In purporting to defend against a government takeover of the insurance industry, he blocked one of the best options for lifting families from wholly government-paid entitlements like Medicaid and into private insurance paid for in part by parents.

SCHIP isn't welfare. In California, it is Healthy Families, the highly successful program that matches every state dollar with two from the federal government and entices parents to obtain and contribute to health coverage for their kids. Families that earn too much to qualify for Medi-Cal (the California incarnation of Medicaid) but not enough to buy insurance on their own use Healthy Families to get their kids off to a good start in life and correct any problems that, left untreated, would turn into a larger taxpayer burden down the road. Those parents also get into the habit of making health insurance part of their budget, which is exactly what opponents of government-provided healthcare want.

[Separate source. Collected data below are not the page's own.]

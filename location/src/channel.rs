//! Reactive access to service notifications.

use std::sync::Arc;

use async_channel::{Receiver, Sender};
use log::warn;

use crate::{Location, LocationError, LocationServiceObserver};

/// A service notification, as carried by [`ChannelObserver`].
#[derive(Debug, Clone, PartialEq)]
pub enum ServiceEvent {
    /// Authorization flipped to granted or not granted.
    AuthorizationChanged {
        /// The granted projection of the new status.
        granted: bool,
    },
    /// A fresh fix was obtained and cached.
    LocationChanged {
        /// The new best-known location.
        location: Location,
    },
    /// The platform failed to produce a fix.
    Failed {
        /// The reported failure.
        error: LocationError,
    },
}

/// Observer adapter forwarding every notification into an unbounded
/// channel, decoupling consumers from the platform callback thread.
///
/// Keep the returned `Arc` alive for as long as events should flow; the
/// service holds its observer weakly. Events arriving after the receiving
/// side is gone are dropped with a warning.
#[derive(Debug)]
pub struct ChannelObserver {
    sender: Sender<ServiceEvent>,
}

impl ChannelObserver {
    /// Create the adapter and the receiving end it feeds.
    #[must_use]
    pub fn unbounded() -> (Arc<Self>, Receiver<ServiceEvent>) {
        let (sender, receiver) = async_channel::unbounded();
        (Arc::new(Self { sender }), receiver)
    }

    fn forward(&self, event: ServiceEvent) {
        if let Err(err) = self.sender.try_send(event) {
            warn!("dropping location service event: {err}");
        }
    }
}

impl LocationServiceObserver for ChannelObserver {
    fn on_authorization_changed(&self, granted: bool) {
        self.forward(ServiceEvent::AuthorizationChanged { granted });
    }

    fn on_location_changed(&self, location: Location) {
        self.forward(ServiceEvent::LocationChanged { location });
    }

    fn on_failure(&self, error: &LocationError) {
        self.forward(ServiceEvent::Failed {
            error: error.clone(),
        });
    }
}
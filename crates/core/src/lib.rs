//! Core library for the todo API
//!
//! This crate contains the domain model and storage logic:
//! - Todo item model
//! - Repository trait and SQLite-backed store

pub mod error;
pub mod todo;

pub use error::Error;
pub type Result<T> = std::result::Result<T, Error>;
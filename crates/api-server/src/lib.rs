//! HTTP API server for the todo service
//!
//! Exposes the router as a library so integration tests can drive it
//! in-process; `main.rs` binds it to a listener.

pub mod routes;
pub mod state;

use axum::Router;
use tower_http::cors::{Any, CorsLayer};
use tower_http::trace::TraceLayer;

use crate::state::AppState;

/// Assemble the full application router
pub fn app(state: AppState) -> Router {
    Router::new()
        .merge(routes::health::router())
        .merge(routes::todos::router())
        .with_state(state)
        .layer(
            CorsLayer::new()
                .allow_origin(Any)
                .allow_methods(Any)
                .allow_headers(Any),
        )
        .layer(TraceLayer::new_for_http())
}
//! Todo repository trait
//!
//! Defines the interface for todo storage operations.

use async_trait::async_trait;

use super::model::{TodoItem, UpdateTodo};
use crate::Result;

/// Repository interface for todo CRUD operations
#[async_trait]
pub trait TodoRepository: Send + Sync {
    /// List items, optionally filtered by completion state
    async fn list(&self, completed: Option<bool>) -> Result<Vec<TodoItem>>;

    /// Insert a new item with `completed = false`
    async fn create(&self, task: &str, priority: &str) -> Result<TodoItem>;

    /// Mark every item completed; returns the affected-row count
    async fn complete_all(&self) -> Result<u64>;

    /// Partially update an item; omitted fields keep their stored values
    async fn update(&self, id: i64, changes: UpdateTodo) -> Result<TodoItem>;

    /// Delete an item by ID
    async fn delete(&self, id: i64) -> Result<()>;
}
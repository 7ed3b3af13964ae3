//! Todo API endpoints
//!
//! RESTful API for todo CRUD operations.

use axum::{
    extract::{Path, Query, State},
    http::StatusCode,
    routing::{get, put},
    Json, Router,
};
use serde::{Deserialize, Serialize};

use todo_core::todo::{TodoItem, TodoRepository, UpdateTodo, DEFAULT_PRIORITY};
use todo_core::Error;

use crate::state::AppState;

// ============================================================================
// Request/Response types
// ============================================================================

#[derive(Debug, Deserialize)]
pub struct ListTodosQuery {
    #[serde(default)]
    pub completed: Option<String>,
}

#[derive(Debug, Deserialize)]
pub struct CreateTodoRequest {
    pub task: String,
    #[serde(default)]
    pub priority: Option<String>,
}

#[derive(Debug, Deserialize)]
pub struct UpdateTodoRequest {
    #[serde(default)]
    pub task: Option<String>,
    #[serde(default)]
    pub completed: Option<bool>,
    #[serde(default)]
    pub priority: Option<String>,
}

#[derive(Debug, Serialize)]
pub struct MessageResponse {
    pub message: String,
}

#[derive(Debug, Serialize)]
pub struct ErrorResponse {
    pub error: String,
}

/// Map a repository error to an HTTP status and JSON error body
fn error_response(err: Error) -> (StatusCode, Json<ErrorResponse>) {
    match err {
        Error::TodoNotFound(_) => (
            StatusCode::NOT_FOUND,
            Json(ErrorResponse {
                error: "To-Do item not found".to_string(),
            }),
        ),
        other => (
            StatusCode::INTERNAL_SERVER_ERROR,
            Json(ErrorResponse {
                error: other.to_string(),
            }),
        ),
    }
}

// ============================================================================
// Handlers
// ============================================================================

/// GET /todos - List todo items, optionally filtered by completion state
async fn list_todos(
    State(state): State<AppState>,
    Query(query): Query<ListTodosQuery>,
) -> Result<Json<Vec<TodoItem>>, (StatusCode, Json<ErrorResponse>)> {
    // The string "true" selects completed items; any other value selects
    // pending ones. No parameter returns everything.
    let filter = query.completed.map(|v| v == "true");

    let todos = state
        .todo_store()
        .list(filter)
        .await
        .map_err(error_response)?;

    Ok(Json(todos))
}

/// POST /todos - Create a new todo item
async fn create_todo(
    State(state): State<AppState>,
    Json(req): Json<CreateTodoRequest>,
) -> Result<(StatusCode, Json<TodoItem>), (StatusCode, Json<ErrorResponse>)> {
    if req.task.trim().is_empty() {
        return Err((
            StatusCode::BAD_REQUEST,
            Json(ErrorResponse {
                error: "Task cannot be empty".to_string(),
            }),
        ));
    }

    let priority = req
        .priority
        .unwrap_or_else(|| DEFAULT_PRIORITY.to_string());

    let created = state
        .todo_store()
        .create(&req.task, &priority)
        .await
        .map_err(error_response)?;

    Ok((StatusCode::CREATED, Json(created)))
}

/// PUT /todos/complete-all - Mark every todo item as completed
async fn complete_all(
    State(state): State<AppState>,
) -> Result<Json<MessageResponse>, (StatusCode, Json<ErrorResponse>)> {
    state
        .todo_store()
        .complete_all()
        .await
        .map_err(error_response)?;

    Ok(Json(MessageResponse {
        message: "All to-do items marked as completed".to_string(),
    }))
}

/// PUT /todos/:id - Partially update a todo item
async fn update_todo(
    State(state): State<AppState>,
    Path(id): Path<i64>,
    Json(req): Json<UpdateTodoRequest>,
) -> Result<Json<TodoItem>, (StatusCode, Json<ErrorResponse>)> {
    let changes = UpdateTodo {
        task: req.task,
        completed: req.completed,
        priority: req.priority,
    };

    let updated = state
        .todo_store()
        .update(id, changes)
        .await
        .map_err(error_response)?;

    Ok(Json(updated))
}

/// DELETE /todos/:id - Delete a todo item
async fn delete_todo(
    State(state): State<AppState>,
    Path(id): Path<i64>,
) -> Result<StatusCode, (StatusCode, Json<ErrorResponse>)> {
    state
        .todo_store()
        .delete(id)
        .await
        .map_err(error_response)?;

    Ok(StatusCode::NO_CONTENT)
}

// ============================================================================
// Router
// ============================================================================

pub fn router() -> Router<AppState> {
    Router::new()
        .route("/todos", get(list_todos).post(create_todo))
        .route("/todos/complete-all", put(complete_all))
        .route("/todos/{id}", put(update_todo).delete(delete_todo))
}
//! Todo module
//!
//! This module contains todo-item types and storage logic.

mod model;
mod repository;
mod sqlite_store;

pub use model::*;
pub use repository::TodoRepository;
pub use sqlite_store::SqliteTodoStore;
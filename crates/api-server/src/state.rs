//! Application state

use std::sync::Arc;

use todo_core::todo::SqliteTodoStore;

/// Shared application state
#[derive(Clone)]
pub struct AppState {
    inner: Arc<AppStateInner>,
}

struct AppStateInner {
    todo_store: SqliteTodoStore,
}

impl AppState {
    /// Create a new AppState backed by the database at `db_path`
    pub async fn new(db_path: &str) -> todo_core::Result<Self> {
        let todo_store = SqliteTodoStore::new(db_path).await?;

        Ok(Self {
            inner: Arc::new(AppStateInner { todo_store }),
        })
    }

    /// Get reference to the todo store
    pub fn todo_store(&self) -> &SqliteTodoStore {
        &self.inner.todo_store
    }
}
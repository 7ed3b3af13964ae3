//! Todo item model definitions

use serde::{Deserialize, Serialize};

/// Priority assigned to new items when the caller does not supply one.
pub const DEFAULT_PRIORITY: &str = "medium";

/// A single to-do item
///
/// `completed` is stored in SQLite as an integer 0/1 and normalized to a
/// boolean at the store boundary, so it is always a JSON boolean here.
#[derive(Debug, Clone, PartialEq, Eq, Serialize, Deserialize)]
pub struct TodoItem {
    pub id: i64,
    pub task: String,
    pub completed: bool,
    /// Free-form priority text; no enumeration is enforced.
    pub priority: String,
}

/// Partial update of a todo item.
///
/// A `None` field keeps the stored value; the store expresses this with a
/// per-column `COALESCE` so omitted fields are never read back first.
#[derive(Debug, Clone, Default)]
pub struct UpdateTodo {
    pub task: Option<String>,
    pub completed: Option<bool>,
    pub priority: Option<String>,
}
// SPDX-FileCopyrightText: 2026 Pollgate Contributors
// SPDX-License-Identifier: MIT OR Apache-2.0

//! `pollgate submit` command implementation.
//!
//! Writes a pending record straight into the configured store. A running
//! `pollgate serve` against the same database picks it up on its next sweep.

use pollgate_config::PollgateConfig;
use pollgate_core::{PollgateError, Record, RecordId, Task};
use pollgate_storage::open_backend;

pub async fn run_submit(
    config: &PollgateConfig,
    message: String,
    buttons: Vec<String>,
) -> Result<RecordId, PollgateError> {
    let task = Task::new(message, buttons);
    task.validate()?;

    let backend = open_backend(&config.storage).await?;
    let record = Record::new(task);
    let result = backend.store.put(&record).await;
    backend.store.close().await?;
    result?;
    Ok(record.id)
}

#[cfg(test)]
mod tests {
    use super::*;
    use pollgate_config::StorageBackend;

    #[tokio::test]
    async fn submit_persists_record_for_later_serve() {
        let dir = tempfile::tempdir().unwrap();
        let mut config = PollgateConfig::default();
        config.storage.backend = StorageBackend::Sqlite;
        config.storage.database_path = dir.path().join("p.db").to_string_lossy().to_string();

        let id = run_submit(&config, "Pick".into(), vec!["A".into(), "B".into()])
            .await
            .unwrap();

        let backend = open_backend(&config.storage).await.unwrap();
        let record = backend.store.get(&id).await.unwrap();
        assert_eq!(record.task.buttons, vec!["A", "B"]);
        assert!(!record.is_done());
        backend.store.close().await.unwrap();
    }

    #[tokio::test]
    async fn submit_rejects_invalid_task() {
        let config = PollgateConfig::default();
        let err = run_submit(&config, "Pick".into(), vec!["A".into()])
            .await
            .unwrap_err();
        assert!(matches!(err, PollgateError::Validation(_)));
    }
}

The board also discusses the Supreme Court's decision to reexamine sentencing guidelines in a case involving a crack cocaine conviction, and recommends that Congress should extend and make permanent a ban on Internet taxes.

Columnist Gregory Rodriguez thinks the new citizenship exam rightly emphasizes ideas over regurgitation. Temple University's Duncan B. Hollis argues that it's time international law expand to govern cyberwarfare. UC Irvine's Joan Petersilia says reducing the number of parolees on the streets would make for a safer system. And columnist Niall Ferguson explains how developing countries' debt purchases from Europe and the U.S. make Western leaders feel less influential.

Terry Schauer of Westlake Village takes issue with The Times' editorial chastising county sheriff's deputies for partaking in arrest contests: "I'm guessing genuine local law enforcement misconduct must be way down if The Times can only expose a productivity contest. I don't see mention of anything illegal -- no false arrests, no bad tickets, no humbug impounds and no complaints, except from professional complainers."